Another potential resource allocation from the estimated cost-saving could be reinvestment to eliminate adult public dental waiting list, which can be up to 3 years [
23]. Adult public dental waiting lists are a major problem in Australia dental care system since it is reliant on government funding. It is estimated that AUD 46.6M (AUD 50M–100M) is required to reduce the 2013 Australian public dental waiting list from 263 043 to zero; costs would increase to AUD 111.4M if dental services were contracted to the private sector [
54]. The cost-saving based on Model A could be allocated to this, but only half of the required budget will be met, whereas the cost-saving from Model B will not only set the waiting list to zero but also provide a surplus of AUD 15.1M. There is also an additional economic benefit for utilising the OHT workforce since the model on costs required to manage the 2013 waiting only included the cost of dentists to provide adult dental services. International countries considering to fund or expand dental services under a universal healthcare system can make public dental services more affordable through the maximal utilisation of the OHT workforce.

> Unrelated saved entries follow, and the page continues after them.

//! Structured incident log: every failure becomes a queryable record.
//!
//! Ids are `YYYY-MM-DD-NNN`, monotonic within a date. Allocation probes for
//! the first free suffix and claims it with a create-if-absent
//! compare-and-set, retrying on collision, so concurrent allocators never
//! mint the same id.
//!
//! Root causes come from a fixed, ordered rule table over the error code
//! and message; severities map from the pipeline error model
//! (`Critical`/`Fallback` → critical, `Degraded`/`Recoverable` → warning,
//! `Retryable` → recoverable). Critical incidents gain an auto-generated
//! post-mortem template on resolution.

use std::collections::BTreeMap;
use std::sync::{Arc, LazyLock, RwLock};

use chrono::{DateTime, Utc};
use miette::Diagnostic;
use regex::Regex;
use rustc_hash::FxHashMap;
use serde::{Deserialize, Serialize};
use thiserror::Error;
use tracing::{info, instrument};

use crate::collaborators::Clock;
use crate::errors::{ErrorCause, NexusError, Severity};
use crate::store::{DocumentStore, DocumentStoreExt, Filter, StoreError, paths};

// ── Record types ───────────────────────────────────────────────────────

#[derive(Debug, Clone, Copy, PartialEq, Eq, PartialOrd, Ord, Serialize, Deserialize)]
#[serde(rename_all = "SCREAMING_SNAKE_CASE")]
pub enum IncidentSeverity {
    Recoverable,
    Warning,
    Critical,
}

impl IncidentSeverity {
    #[must_use]
    pub fn as_str(self) -> &'static str {
        match self {
            Self::Recoverable => "RECOVERABLE",
            Self::Warning => "WARNING",
            Self::Critical => "CRITICAL",
        }
    }
}

/// Map pipeline error severity onto incident severity.
#[must_use]
pub fn incident_severity(severity: Severity) -> IncidentSeverity {
    match severity {
        Severity::Critical | Severity::Fallback => IncidentSeverity::Critical,
        Severity::Degraded | Severity::Recoverable => IncidentSeverity::Warning,
        Severity::Retryable => IncidentSeverity::Recoverable,
    }
}

#[derive(Debug, Clone, Copy, PartialEq, Eq, PartialOrd, Ord, Serialize, Deserialize)]
#[serde(rename_all = "snake_case")]
pub enum RootCause {
    ApiOutage,
    RateLimit,
    QuotaExceeded,
    Timeout,
    NetworkError,
    AuthFailure,
    ConfigError,
    DataError,
    ResourceExhausted,
    DependencyFailure,
    Unknown,
}

/// The error snapshot embedded in a record.
#[derive(Debug, Clone, PartialEq, Eq, Serialize, Deserialize)]
pub struct IncidentError {
    pub code: String,
    pub message: String,
    #[serde(skip_serializing_if = "Option::is_none")]
    pub stack: Option<ErrorCause>,
}

#[derive(Debug, Clone, Copy, PartialEq, Eq, Serialize, Deserialize)]
#[serde(rename_all = "snake_case")]
pub enum ResolutionType {
    Retry,
    Fallback,
    Skip,
    Manual,
    AutoRecovered,
}

#[derive(Debug, Clone, Copy, PartialEq, Eq, Serialize, Deserialize)]
#[serde(rename_all = "snake_case")]
pub enum ResolvedBy {
    System,
    Operator,
}

#[derive(Debug, Clone, Copy, PartialEq, Eq, Serialize, Deserialize)]
pub struct Resolution {
    #[serde(rename = "type")]
    pub resolution_type: ResolutionType,
    pub resolved_by: ResolvedBy,
}

/// One entry in a post-mortem timeline.
#[derive(Debug, Clone, PartialEq, Eq, Serialize, Deserialize)]
pub struct TimelineEntry {
    pub at: DateTime<Utc>,
    pub event: String,
}

/// Impact section of a post-mortem.
#[derive(Debug, Clone, PartialEq, Eq, Serialize, Deserialize)]
pub struct ImpactAssessment {
    pub pipeline_affected: String,
    pub stage_affected: String,
    pub potential_video_impact: String,
}

/// Auto-generated template attached to resolved critical incidents. The
/// analysis fields start empty for humans to fill.
#[derive(Debug, Clone, PartialEq, Eq, Serialize, Deserialize)]
pub struct PostMortem {
    pub timeline: Vec<TimelineEntry>,
    pub summary: String,
    pub impact: ImpactAssessment,
    pub root_cause_analysis: String,
    pub action_items: Vec<String>,
    pub lessons_learned: String,
}

/// The persisted `incidents/{id}` document.
#[derive(Debug, Clone, PartialEq, Serialize, Deserialize)]
pub struct IncidentRecord {
    pub id: String,
    pub date: String,
    pub pipeline_id: String,
    pub stage: String,
    pub error: IncidentError,
    pub severity: IncidentSeverity,
    pub root_cause: RootCause,
    #[serde(default)]
    pub context: serde_json::Value,
    pub start_time: DateTime<Utc>,
    #[serde(skip_serializing_if = "Option::is_none")]
    pub end_time: Option<DateTime<Utc>>,
    #[serde(skip_serializing_if = "Option::is_none")]
    pub duration_ms: Option<u64>,
    #[serde(skip_serializing_if = "Option::is_none")]
    pub resolution: Option<Resolution>,
    #[serde(skip_serializing_if = "Option::is_none")]
    pub post_mortem: Option<PostMortem>,
    pub is_open: bool,
}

Although the potential cost-savings are obvious, it remains unknown that greater utilisation of the OHT workforce would increase CDBS uptake. Observations from past government reviews on the MTDP and CDBS dental programmes suggest that consumer-driven demand is relatively low which means dental cost subsidisation may not improve access to dental care [
12‐
14]. However, the supply of the dental profession and willingness to participate in federal dental schemes is also critical. Greater dentist participation in Medicaid for children’s dental care in the United States of America has been associated with dentist density and high reimbursement rates [
55]. Naturally, if dentists are remunerated better by not participating in subsidised schemes, utilisation rates for federal dental schemes would be less than ideal. Hence, increasing the OHT workforce, a workforce that may have a greater willingness to participate would potentially boost the CDBS uptake rate. Unequivocally, the global literature review of utilising DT in public school-based programmes increases access to dental care for children compared to the US private practice dentist-led model [
19,
56].
Furthermore, the goal to implement universal dental care goes beyond the fee structures for dental practitioners and an adequate level of government funding. It is unknown whether there is sufficient infrastructure to provide dental services through the public and private sector. Therefore, the costs to establish accessible dental clinics by consumers must be considered but is beyond the scope of this paper. These costs could be offset by having a paradigm shift in the way the federal government currently funds the number of tertiary education programmes for the OHT workforce and dentists. A typical postgraduate dental programme costs more than AUD 300 000. Proportionally, domestic OHT students account for 24% of the combined OHT and dental student enrolment [
26].
Alternatively, other strategies could make public dental services more affordable under a universal healthcare system. Firstly, since OHT qualifications require less time for training. The Australian government could consider gradually reducing the number of students enrolled in dental programmes. The decreasing government-supported domestic dental student enrolment would result in a reduction in government expenditure on tertiary education. Secondly, to address an inefficient workforce skill mix ratio, a rapid increase in OHT numbers could be achieved by replacing dental student positions with OHT student positions. As a result, an increased overall supply of OHT in the workforce could facilitate a more affordable investment in establishing universal dental care compared to the status quo. The major assumptions discussed above qualitatively discuss some of the main limitations of our study. Therefore, the results should be interpreted with caution.